The line carried almost 200,000 people in its first three weeks. Extra vehicles were pressed into service for Oktoberfest weekend, resulting in more than 29,000 rides. The following weekend saw more than 18,000 rides for the Cincinnati Bengals’ first home game and for MidPoint Music Festival. Service was extended until 2 a.m. after last week’s Thursday night Bengals game to accommodate fans.

“Real progress in Cincinnati is finally coming to fruition with the streetcar’s debut,” says Ian Budd, who runs ICB Audio and Video in Cincinnati and has lived in Newport since 1979. And he’d like to see it expand.
 
“Most sensible people see that it will be more successful if it’s expanded up the hill to the UC area," he says. "A longer route that also includes Northern Kentucky will serve more people, give the line more scale and make it more attractive to potential users.”

Budd chairs the Northern Kentucky Streetcar Committee. He and other supporters are convinced that a spur from Cincinnati’s streetcar line across to Newport and eventually to Covington will benefit both sides of the river.
Street car expansion spur plans.
Supporters champion connecting the region’s two largest employment centers, saying a streetcar line “up the hill” would trigger millions of dollars of new mixed-use development geared to downtown workers, UC students and staff and uptown hospital employees.

And that’s a trend that’s playing out nationally.

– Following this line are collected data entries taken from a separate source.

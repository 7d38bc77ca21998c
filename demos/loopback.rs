//! Loopback transport walkthrough.
//!
//! Demonstrates:
//! - Building a Bridge on a tokio-driven scheduler
//! - Calls buffered before the transport loads, then flushed in order
//! - Open, message and close events delivered to listeners
//! - Transport log lines forwarded to tracing
//!
//! Usage:
//!   cargo run --example loopback
//!   cargo run --example loopback -- --debug

// ============================================================================
// Imports
// ============================================================================

use std::sync::Arc;
use std::time::Duration;

use anyhow::{Context, Result, bail};
use parking_lot::Mutex;
use socket_bridge::protocol::encode_payload;
use socket_bridge::{
    Bridge, ChannelScheduler, ConnectOptions, CreateRequest, EventKind, RawNotification, SocketId,
    TransportHandle,
};
use tokio::sync::mpsc;
use tracing_subscriber::EnvFilter;

// ============================================================================
// Loopback Transport
// ============================================================================

/// Transport that answers every create with `open` and echoes every send.
struct LoopbackTransport {
    bridge: Bridge,
    inbox: Mutex<Vec<RawNotification>>,
}

impl LoopbackTransport {
    fn new(bridge: Bridge) -> Arc<Self> {
        Arc::new(Self {
            bridge,
            inbox: Mutex::new(Vec::new()),
        })
    }

    fn post(&self, notification: RawNotification) {
        self.inbox.lock().push(notification);
        self.bridge.notify_events_available();
    }
}

impl TransportHandle for LoopbackTransport {
    fn create(&self, id: SocketId, request: &CreateRequest) {
        self.bridge
            .transport_log(&encode_payload(&format!("connecting {id} to {}", request.url)));

        let mut open = RawNotification::open(id);
        if let Some(protocol) = request.protocols.first() {
            open = open.with_protocol(protocol.clone());
        }
        self.post(open);
    }

    fn send(&self, id: SocketId, encoded_payload: &str) -> i64 {
        self.post(RawNotification::message(id, encoded_payload));
        -1
    }

    fn close(&self, id: SocketId) {
        self.post(RawNotification::close(id, true, 1000, "loopback done"));
    }

    fn load_policy_file(&self, url: &str) {
        self.bridge
            .transport_log(&encode_payload(&format!("policy file {url} loaded")));
    }

    fn receive_notifications(&self) -> Vec<RawNotification> {
        std::mem::take(&mut *self.inbox.lock())
    }

    fn set_caller_url(&self, url: &str) {
        self.bridge
            .transport_log(&encode_payload(&format!("caller {url}")));
    }
}

// ============================================================================
// Main
// ============================================================================

#[tokio::main]
async fn main() {
    let debug = std::env::args().any(|arg| arg == "--debug");
    init_logging(debug);

    if let Err(e) = run().await {
        eprintln!("\n[ERROR] {e:#}");
        std::process::exit(1);
    }
}

fn init_logging(debug: bool) {
    let filter = if debug {
        "socket_bridge=trace"
    } else {
        "socket_bridge=info"
    };

    tracing_subscriber::fmt()
        .with_env_filter(EnvFilter::new(filter))
        .with_target(false)
        .init();
}

async fn run() -> Result<()> {
    println!("=== Loopback Bridge ===\n");

    // ========================================================================
    // Create Bridge
    // ========================================================================

    println!("[1] Creating bridge...");

    let (scheduler, scheduler_loop) = ChannelScheduler::new();
    tokio::spawn(scheduler_loop.run());

    let bridge = Bridge::builder()
        .scheduler(Arc::new(scheduler))
        .caller_url("https://example.com/loopback")
        .policy_file("xmlsocket://localhost:843")
        .build()?;

    println!("    ✓ Bridge ready (transport not loaded yet)\n");

    // ========================================================================
    // Connect Before Transport
    // ========================================================================

    println!("[2] Connecting...");

    let socket = bridge.connect(
        "ws://localhost:9000/echo",
        ConnectOptions::new().with_protocols(["echo", "chat"]),
    )?;

    let (done_tx, mut done_rx) = mpsc::unbounded_channel::<String>();

    let sender = socket.clone();
    socket.listen(EventKind::Open, move |_| {
        println!("    ✓ Open (protocol: {:?})", sender.protocol());
        for text in ["hello", "ünïcødé & spaces", "bye"] {
            if let Err(e) = sender.send(text) {
                eprintln!("    ✗ Send failed: {e}");
            }
        }
    });

    let closer = socket.clone();
    socket.listen(EventKind::Message, move |event| {
        let data = event.data().unwrap_or_default();
        println!("    ✓ Echo: {data}");
        if data == "bye" {
            closer.close();
        }
    });

    socket.set_handler(EventKind::Close, move |event| {
        if let Some(info) = event.close_info() {
            let _ = done_tx.send(format!("code {} ({})", info.code, info.reason));
        }
    });

    println!("    Ready state: {}\n", socket.ready_state());

    // ========================================================================
    // Load Transport
    // ========================================================================

    tokio::time::sleep(Duration::from_millis(50)).await;
    println!("[3] Loading transport ({} calls buffered)...", bridge.pending_task_count());

    bridge.notify_initialized(LoopbackTransport::new(bridge.clone()));

    // ========================================================================
    // Wait For Close
    // ========================================================================

    let summary = tokio::time::timeout(Duration::from_secs(5), done_rx.recv())
        .await
        .context("timed out waiting for close")?;

    let Some(summary) = summary else {
        bail!("close handler dropped without reporting");
    };

    println!("    ✓ Closed: {summary}");
    println!("    Final state: {}", socket.ready_state());
    println!("    Sockets still registered: {}", bridge.socket_count());

    println!("\n=== Done ===");
    Ok(())
}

Launched in May, the Kansas City Streetcar line is so overcrowded that officials plan two separate route expansions and will buy two more streetcars to add to the existing four. That line is most closely compared to Cincinnati’s because they’re similarly sized Midwestern cities using the exact same streetcar vehicles — though Kansas City’s line is permanently free to ride because operations are funded by a local sales tax.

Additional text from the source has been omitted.